Visit to schools in Los Angeles

On Monday and Tuesday I was in LA to visit Da Vinci Science and Aveson Charter Schools.  Both schools have different models to curriculum design to what I have seen earlier at HTH, Big Picture and Bulldog Tech.  They both use project based approaches.  Da Vinci more so within a disciplinary model, Aveson Global Leadership Academy have projects as a separate project class within the social sciences.  What distinguishes them is their approaches to learning mastery.  At Aveson, interestingly, they also have cross-age classes which is worth considering and investigating further.

In the UK we are ultimately slaves to high stakes assessment at GCSE and A level that can deform a persons learning ‘capacities’  as written about Rob Gratton here.  So on one level, any form of curriculum innovation needs to be designed carefully to allow success in high stakes tests.  My personal opinion is that the knowledge, understanding and skills can sit within a highly personalised curriculum that liberates students through choice, authentic outcomes & community and adult world connections for example.  Thus developing students wider learning capacities beyond the narrow knowledge required solely for testing. Certainly developing students subject skills through enquiry at years 7,8 and 9 is possible before moving to broader knowledge approaches using blended learning later on is possible.  Project Based Learning can be the most effective method to develop wider dispositions and rich knowledge that is more likely understood and retained for high stakes testing.

At Da Vinci Science I met with Steve Wallis, Principle and we chatted and toured a few of the presentations of learning going on that week.  The school is STEM focused and students will master Science and Engineering before moving to specialised pathways in 11th and 12th grades such as a STEAM, Biomedical or Engineering Pathway.  There is also Da Vinci Design School and Da Vinci Communications High School which specialise in different pathways.  All are guided by similar underlying principles.  Steve was passionate about content mastery which is important for the UK context.  I think this school has a fine balance between academic rigour and the wider outcomes, habits and dispositions.  The similarities are clear such as PBL, digital portfolios, student led conferences, presentations of learning, internships and so on.  They seem to have it all! They do have a focus on the mastery of subject content.  They call this ‘essential knowledge and skills’. Steve was kind to give me a whole book full of teacher projects and how they are rigorously assessed.  By reading through the schools literature there is a lot that UK schools trying innovative approaches can learn from Da Vinci.  I observed one student presentation of learning.  POL’s are high accountability for students where they are asked to defend their learning to teachers, peers and parents.  They must be done in the UK!

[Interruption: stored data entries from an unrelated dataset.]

//! `json-converter`: JSON to and from YAML, XML and CSV.
//!
//! YAML goes through `serde_yaml`.  XML output is element-per-key with arrays
//! as repeated elements.  CSV follows RFC 4180 quoting; rows come from an
//! array of flat objects and columns are the union of their keys in
//! first-seen order.

use serde_json::{Map, Value};

use super::{json_input, json_type_name, text_input};
use crate::config::ResolvedConfig;
use crate::error::{ModuleError, Result};
use crate::module::ExecuteOptions;

pub(super) const OPERATIONS: &[&str] = &["to_yaml", "from_yaml", "to_xml", "to_csv", "from_csv"];

const DEFAULT_XML_ROOT: &str = "root";

pub(super) fn run(input: Value, options: &ExecuteOptions, config: &ResolvedConfig) -> Result<Value> {
    match options.operation.as_str() {
        "to_yaml" => to_yaml(json_input(input)?),
        "from_yaml" => from_yaml(&text_input(input)?),
        "to_xml" => {
            let root = options
                .param("root", config)
                .and_then(Value::as_str)
                .unwrap_or(DEFAULT_XML_ROOT);
            Ok(Value::String(to_xml(&json_input(input)?, root)))
        }
        "to_csv" => to_csv(&json_input(input)?).map(Value::String),
        _ => from_csv(&text_input(input)?),
    }
}

// ---------------------------------------------------------------------------
// YAML
// ---------------------------------------------------------------------------

fn to_yaml(doc: Value) -> Result<Value> {
    serde_yaml::to_string(&doc)
        .map(Value::String)
        .map_err(|e| ModuleError::execution(format!("failed to emit YAML: {e}")))
}

fn from_yaml(text: &str) -> Result<Value> {
    let doc: serde_yaml::Value = serde_yaml::from_str(text).map_err(|e| {
        let err = ModuleError::invalid_input(format!("input is not valid YAML: {e}"));
        match e.location() {
            Some(loc) => err
                .with_detail("line", loc.line())
                .with_detail("column", loc.column()),
            None => err,
        }
    })?;
    serde_json::to_value(doc).map_err(|e| {
        ModuleError::invalid_input(format!("YAML document has no JSON representation: {e}"))
    })
}

// ---------------------------------------------------------------------------
// XML
// ---------------------------------------------------------------------------

fn to_xml(doc: &Value, root: &str) -> String {
    let mut out = String::from("<?xml version=\"1.0\" encoding=\"UTF-8\"?>\n");
    write_element(&mut out, &xml_name(root), doc, 0);
    out
}

fn write_element(out: &mut String, name: &str, value: &Value, depth: usize) {
    let pad = "  ".repeat(depth);
    match value {
        Value::Null => {
            out.push_str(&format!("{pad}<{name}/>\n"));
        }
        Value::Array(items) if depth == 0 => {
            out.push_str(&format!("{pad}<{name}>\n"));
            for item in items {
                write_element(out, "item", item, depth + 1);
            }
            out.push_str(&format!("{pad}</{name}>\n"));
        }
        Value::Array(items) => {
            for item in items {
                write_element(out, name, item, depth);
            }
        }
        Value::Object(map) => {
            out.push_str(&format!("{pad}<{name}>\n"));
            for (key, child) in map {
                write_element(out, &xml_name(key), child, depth + 1);
            }
            out.push_str(&format!("{pad}</{name}>\n"));
        }
        scalar => {
            let text = scalar_text(scalar);
            out.push_str(&format!("{pad}<{name}>{}</{name}>\n", xml_escape(&text)));
        }
    }
}

/// Coerce a key into a valid XML element name.
fn xml_name(key: &str) -> String {
    let mut name: String = key
        .chars()
        .map(|c| {
            if c.is_alphanumeric() || matches!(c, '_' | '-' | '.') {
                c
            } else {
                '_'
            }
        })
        .collect();
    let starts_ok = name
        .chars()
        .next()
        .is_some_and(|c| c.is_alphabetic() || c == '_');
    if !starts_ok {
        name.insert(0, '_');
    }
    name
}

fn xml_escape(text: &str) -> String {
    let mut out = String::with_capacity(text.len());
    for c in text.chars() {
        match c {
            '&' => out.push_str("&amp;"),
            '<' => out.push_str("&lt;"),
            '>' => out.push_str("&gt;"),
            '"' => out.push_str("&quot;"),
            '\'' => out.push_str("&apos;"),
            c => out.push(c),
        }
    }
    out
}

// ---------------------------------------------------------------------------
// CSV
// ---------------------------------------------------------------------------

fn to_csv(doc: &Value) -> Result<String> {
    let rows: Vec<&Map<String, Value>> = match doc {
        Value::Array(items) => items
            .iter()
            .enumerate()
            .map(|(i, item)| {
                item.as_object().ok_or_else(|| {
                    ModuleError::invalid_input(format!(
                        "row {i} is {}, expected an object",
                        json_type_name(item)
                    ))
                })
            })
            .collect::<Result<_>>()?,
        Value::Object(map) => vec![map],
        other => {
            return Err(ModuleError::invalid_input(format!(
                "CSV conversion needs an array of objects, got {}",
                json_type_name(other)
            )));
        }
    };

    let mut columns: Vec<&str> = Vec::new();
    for row in &rows {
        for key in row.keys() {
            if !columns.contains(&key.as_str()) {
                columns.push(key);
            }
        }
    }

    let mut out = String::new();
    push_record(&mut out, columns.iter().map(|c| (*c).to_owned()));
    for row in rows {
        push_record(
            &mut out,
            columns.iter().map(|c| match row.get(*c) {
                None | Some(Value::Null) => String::new(),
                Some(v @ (Value::Array(_) | Value::Object(_))) => v.to_string(),
                Some(v) => scalar_text(v),
            }),
        );
    }
    Ok(out)
}

fn push_record(out: &mut String, fields: impl Iterator<Item = String>) {
    let mut first = true;
    for field in fields {
        if !first {
            out.push(',');
        }
        first = false;
        if field.contains([',', '"', '\n', '\r']) {
            out.push('"');
            out.push_str(&field.replace('"', "\"\""));
            out.push('"');
        } else {
            out.push_str(&field);
        }
    }
    out.push('\n');
}

fn from_csv(text: &str) -> Result<Value> {
    let mut records = parse_csv(text)?.into_iter();
    let Some(header) = records.next() else {
        return Ok(Value::Array(Vec::new()));
    };

    let mut rows = Vec::new();
    for (line, record) in records.enumerate() {
        if record.len() != header.len() {
            return Err(ModuleError::invalid_input(format!(
                "record {} has {} field(s), header has {}",
                line + 1,
                record.len(),
                header.len()
            ))
            .with_detail("record", line + 1));
        }
        let row: Map<String, Value> = header
            .iter()
            .cloned()
            .zip(record.into_iter().map(Value::String))
            .collect();
        rows.push(Value::Object(row));
    }
    Ok(Value::Array(rows))
}

/// Split CSV text into records.  Blank lines are skipped.
fn parse_csv(text: &str) -> Result<Vec<Vec<String>>> {
    let mut records = Vec::new();
    let mut record: Vec<String> = Vec::new();
    let mut field = String::new();
    let mut in_quotes = false;
    let mut chars = text.chars().peekable();

    while let Some(c) = chars.next() {
        if in_quotes {
            match c {
                '"' if chars.peek() == Some(&'"') => {
                    chars.next();
                    field.push('"');
                }
                '"' => in_quotes = false,
                c => field.push(c),
            }
            continue;
        }
        match c {
            '"' if field.is_empty() => in_quotes = true,
            ',' => record.push(std::mem::take(&mut field)),
            '\r' => {}
            '\n' => {
                record.push(std::mem::take(&mut field));
                if !(record.len() == 1 && record[0].is_empty()) {
                    records.push(std::mem::take(&mut record));
                } else {
                    record.clear();
                }
            }
            c => field.push(c),
        }
    }

    if in_quotes {
        return Err(ModuleError::invalid_input("unterminated quoted field in CSV input"));
    }
    if !field.is_empty() || !record.is_empty() {
        record.push(field);
        records.push(record);
    }
    Ok(records)
}

fn scalar_text(value: &Value) -> String {
    match value {
        Value::String(s) => s.clone(),
        other => other.to_string(),
    }
}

The POL I observed, the student presented her learning against the essential knowledge understanding and skills for that semester in her subjects algebra, chemistry and world history.  Not only that but following the POL, the 3 teachers in the room asked her to defend her learning so that she was not simply reciting a presentation.  For example the algebra teacher asked her to work through an algebra problem there and then to prove she knows it.  All 3 teachers were collaborating on a google sheet that had the student grades and gave her immediate feedback for her defence.  The student had access to the google sheet and could track her progress over the long term.  Additionally the student also had to defend the 21st century skill she had been focusing on in the term.  She demonstrated that she had developed collaboration by showing feedback from her peers through a google sheet.

Da Vinci use a mastery based grading system, which grades them on essential skills rather than an average that is ineffective.  A B grade on its own is ineffectual, but explaining why a B grade because the student as mastered skill a, c and d but not b is more effective.  This can sit within a project based unit of learning.  Where students may have a beautiful authentic outcome and are intrinsically motivated, students will also be assessed using a mastery based approach.  This is simplified into 3 questions based on the skill that is being assessed.  The questions will assess basic understanding, significant understanding and if they are approaching mastery for example.  The student can now value depth of learning over speed and are given feedback on how to ‘grow’ and master content specifically.  Of course within this, students need to have a system of accountability that means they do master the content.

At Aveson they have ‘personalised mastery learning“Personalized Mastery Learning (PML) allows for students and advisors to have a conversation about what gets learned, how it gets learned and when the learning happens.  Students and advisors work together to establish relationships and relevance in learning, to define each student’s learning path, to determine learning expectations and then to develop methods for students to reflect and defend their learning in order to show mastery.”  

There were so many takeaways from both schools to think about in my own practice and others and both in personal and whole system design.  There are many great things already done in the UK and marrying this with aspects of mastery within an innovative curriculum model is important.  How it is done is open to interpretation.  My fellowship has helped me to take the best practices alongside what I think already works in the UK.

How do we design school assessment and curriculum that liberates learners at the same time works within the framework of high stakes testing and university admissions?  What do you think?

 

 

 

2 thoughts on “Visit to schools in Los Angeles

  1. I really appreciate your thoughts on these two schools. I am now searching for a mastery based hybrid homeschool charter program for my high school aged child who has special learning needs.

    I wonder if you looked at any of these schools from the perspective of families and students who have special education needs such as repeated instructions or extra tutoring.